Where good things grow

Shady Grove Farm & Wellness Center

Sustainable by definition means able to be used without being completely used up or destroyed. Sustainable may well be today’s agriculture buzzword. The discussions about sustainability in relation to farming span the scope of simply adjusting lifestyles to conserve natural resources, to examining whether or not 100% sustainability is even achievable in an open system. Some of the factors that need to be brought into any discussion about sustainability are environmental degradation, the ever-changing climate, adjusting lifestyles to conserve natural resources and perhaps, most importantly, our consumption as a society. An argument could be made that if we are going to progress towards a sustainable paradigm we need to embrace aspects beyond simply where we get our vegetables.

Enter the Shady Grove Farm and Wellness Center operating since 2006. The farm sits back from State Route 22B on 40 acres of land, roughly half is devoted to farming and pasture the other half is for- est. Francisco Braun, one of the owners is also the manager/builder/ designer/farmer. His bride, Karen Bouchard-Braun manages the Wellness Center. Karen earned her Master’s degree in physical therapy in 1990 and had been exploring the relationship between the balance of body, mind and spirit in the promotion of overall wellness as a senior physical therapist at HCR Homecare. In addition to being a physical therapist she is a certified clinical neurological specialist and a clinical instructor.

Laying Down Roots

Both Karen and Francisco (also known as Chico) worked and travelled the country independently before planting their roots on what became their farm. Chico worked as a kayaker in Alaska prior to returning to the North Country. When I talked with him about his work adventures it was clear he really could be called an Adirondack Huck Finn. He has held over 100 jobs in varying capacities from kayaking to construction, farm hand to photographer.

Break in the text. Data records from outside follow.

fn main() {
    #[cfg(feature = "embed-ebpf")]
    build_knock_ebpf();
}

#[cfg(feature = "embed-ebpf")]
fn build_knock_ebpf() {
    if std::env::var("CARGO_CFG_TARGET_OS").as_deref() != Ok("linux") {
        return;
    }

    let metadata = aya_build::cargo_metadata::MetadataCommand::new()
        .manifest_path("../knock-ebpf/Cargo.toml")
        .exec()
        .expect("failed to fetch cargo metadata for eBPF crate");

    let packages = metadata
        .packages
        .into_iter()
        .filter(|pkg| pkg.name == "knock-ebpf")
        .collect::<Vec<_>>();

    aya_build::build_ebpf(packages).expect("failed to build eBPF programs");

    println!("cargo:rerun-if-changed=../knock-ebpf/src");
    println!("cargo:rerun-if-changed=../knock-common/src");
}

When I asked him if he objected to the term “jack of all trades” he humbly piped up with “master of none!”

When the couple bought their property it was all corn fields. Karen asked Chico to build her a house that felt like the outdoors and he did. The home sits on the banks of the Salmon River and is absolutely stunning. It is an open floor plan with bedrooms tucked into lofted corners. The walls are almost entirely glass and when you walk into the living room you really do feel like you are outdoors.

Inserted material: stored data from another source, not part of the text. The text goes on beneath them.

use std::fmt::Display;
use std::path::{Path, PathBuf};

use knock_common::KNOCK_RING_BYTE_SIZE;
use serde::{Deserialize, Serialize};

use crate::ServeArgs;

// searched in order when no config path is given
pub const COMMON_CONFIG_LOCATIONS: [&str; 3] = [
    "knockd.json",
    "/etc/knockd/knockd.json",
    "/usr/local/etc/knockd/knockd.json",
];

#[derive(Debug)]
pub struct KnockErrWithMsg {
    pub err: KnockErr,
    pub msg: String,
}

#[derive(Debug, PartialEq)]
pub enum KnockErr {
    Config,
    Socket,
    Capturing,
    Loading,
    Attaching,
    Receiving,
}

impl Display for KnockErrWithMsg {
    fn fmt(&self, f: &mut std::fmt::Formatter<'_>) -> std::fmt::Result {
        write!(f, "{:?}: {}", self.err, self.msg)
    }
}

impl std::error::Error for KnockErrWithMsg {}

#[derive(Serialize, Deserialize, Debug, Clone, Copy, PartialEq, Eq, clap::ValueEnum)]
#[serde(rename_all = "lowercase")]
pub enum CaptureMode {
    /// kernel XDP program, knocks arrive through the BPF ring buffer
    Xdp,
    /// AF_PACKET socket, frames are classified in user space
    Socket,
}

#[derive(Serialize, Deserialize, Debug, Clone, PartialEq)]
#[serde(default)]
pub struct GivenConfig {
    #[serde(rename = "NetworkInterface")]
    pub network_interface: String,
    #[serde(rename = "CaptureMode")]
    pub capture_mode: CaptureMode,
    #[serde(rename = "BpfObjectPath")]
    pub bpf_object_path: Option<PathBuf>,
    #[serde(rename = "GenericMode")]
    pub generic_mode: bool,
    #[serde(rename = "StrictEtherType")]
    pub strict_ether_type: bool,
    #[serde(rename = "RingByteSize")]
    pub ring_byte_size: usize,
    #[serde(rename = "CaptureThreads")]
    pub capture_threads: usize,
    #[serde(rename = "Debug")]
    pub debug: bool,
}

impl Default for GivenConfig {
    fn default() -> Self {
        Self {
            network_interface: String::new(),
            capture_mode: CaptureMode::Xdp,
            bpf_object_path: None,
            generic_mode: false,
            strict_ether_type: false,
            ring_byte_size: KNOCK_RING_BYTE_SIZE as usize,
            capture_threads: 1,
            debug: false,
        }
    }
}

/// Which frames the walker accepts besides the fixed header checks.
#[derive(Debug, Clone, Copy, Default, PartialEq, Eq)]
pub struct KnockFilter {
    pub strict_ether_type: bool,
}

#[derive(Debug, Clone)]
pub struct CaptureConfig {
    pub interface: String,
    pub capture_mode: CaptureMode,
    pub bpf_object_path: Option<PathBuf>,
    pub generic_mode: bool,
    pub filter: KnockFilter,
    pub ring_byte_size: usize,
    pub capture_threads: usize,
    pub debug: bool,
}

impl GivenConfig {
    pub fn validate(&self) -> Result<(), KnockErrWithMsg> {
        if !self.ring_byte_size.is_power_of_two() || self.ring_byte_size < 16 {
            return Err(KnockErrWithMsg {
                err: KnockErr::Config,
                msg: format!(
                    "RingByteSize must be a power of two and at least 16, got {}",
                    self.ring_byte_size
                ),
            });
        }
        if self.capture_threads < 1 {
            return Err(KnockErrWithMsg {
                err: KnockErr::Config,
                msg: String::from("CaptureThreads must be at least 1"),
            });
        }
        Ok(())
    }

    /// CLI arguments take precedence over the file.
    pub fn extract_config(&self, args: &ServeArgs) -> CaptureConfig {
        let interface = match &args.interface {
            Some(iface) => iface.clone(),
            None => self.network_interface.clone(),
        };
        CaptureConfig {
            interface,
            capture_mode: args.mode.unwrap_or(self.capture_mode),
            bpf_object_path: self.bpf_object_path.clone(),
            generic_mode: args.generic_mode || self.generic_mode,
            filter: KnockFilter {
                strict_ether_type: self.strict_ether_type,
            },
            ring_byte_size: self.ring_byte_size,
            capture_threads: self.capture_threads,
            debug: self.debug,
        }
    }
}

/// An explicitly given file has to load, otherwise the common locations are
/// searched and the defaults used when nothing is found.
pub fn load_configuration(config_path: Option<&Path>) -> Result<GivenConfig, KnockErrWithMsg> {
    let path = match config_path {
        Some(path) => Some(path.to_path_buf()),
        None => COMMON_CONFIG_LOCATIONS
            .iter()
            .map(PathBuf::from)
            .find(|loc| loc.is_file()),
    };

    let Some(path) = path else {
        log::warn!(
            "no configuration file found, using defaults. Generate one with: knockd default-config > knockd.json"
        );
        return Ok(GivenConfig::default());
    };

    let raw = std::fs::read_to_string(&path).map_err(|e| KnockErrWithMsg {
        err: KnockErr::Config,
        msg: format!("failed to read config file '{}': {}", path.display(), e),
    })?;
    let config = parse_configuration(&raw)?;
    log::info!("loaded configuration from {}", path.display());
    Ok(config)
}

pub fn parse_configuration(raw: &str) -> Result<GivenConfig, KnockErrWithMsg> {
    let config: GivenConfig = serde_json::from_str(raw).map_err(|e| KnockErrWithMsg {
        err: KnockErr::Config,
        msg: format!("malformed config json: {}", e),
    })?;
    config.validate()?;
    Ok(config)
}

The Brauns knew they wanted control over their life and their food. They wanted to grow their own produce and raise their own meat. They soon realized that their farm could pro- vide for a small CSA and they now they offer full or half shares, eggs, meat and honey to members. Chico observed, “If I was going to raise one cow, I could just as easily raise 10; same for the pigs and chickens.

“As they listened to their community member the Brauns realized folks were receiving vegetables in their farm share baskets, but didn’t know what to do with them. That’s when Karen began hosting a series of workshop on cooking and canning that allowed her neighbors to make the most of their produce. The most recent workshop was on salad dressings and ways to dress all the fabulous greens that Mother Nature offers.

Karen, who also wanted to facilitate wellness education for the community, now offers weekly yoga classes and monthly meditation at the farm. The couple is in the midst of renovating the loft over the barn and eventually Karen hopes to use the space to offer physical therapy and massage.

As I was winding up my interview with the Brauns, Mac Forrence of Forrence Orchards dropped by. As his dog hopped out of the truck and sniffed around the high grasses we all walked up to the lettuce field to harvest Mac’s supper. Forrence made sure to let me know that he believes Shady Grove has the best produce around. When a third-generation farmer has something to say about his salad, I listened.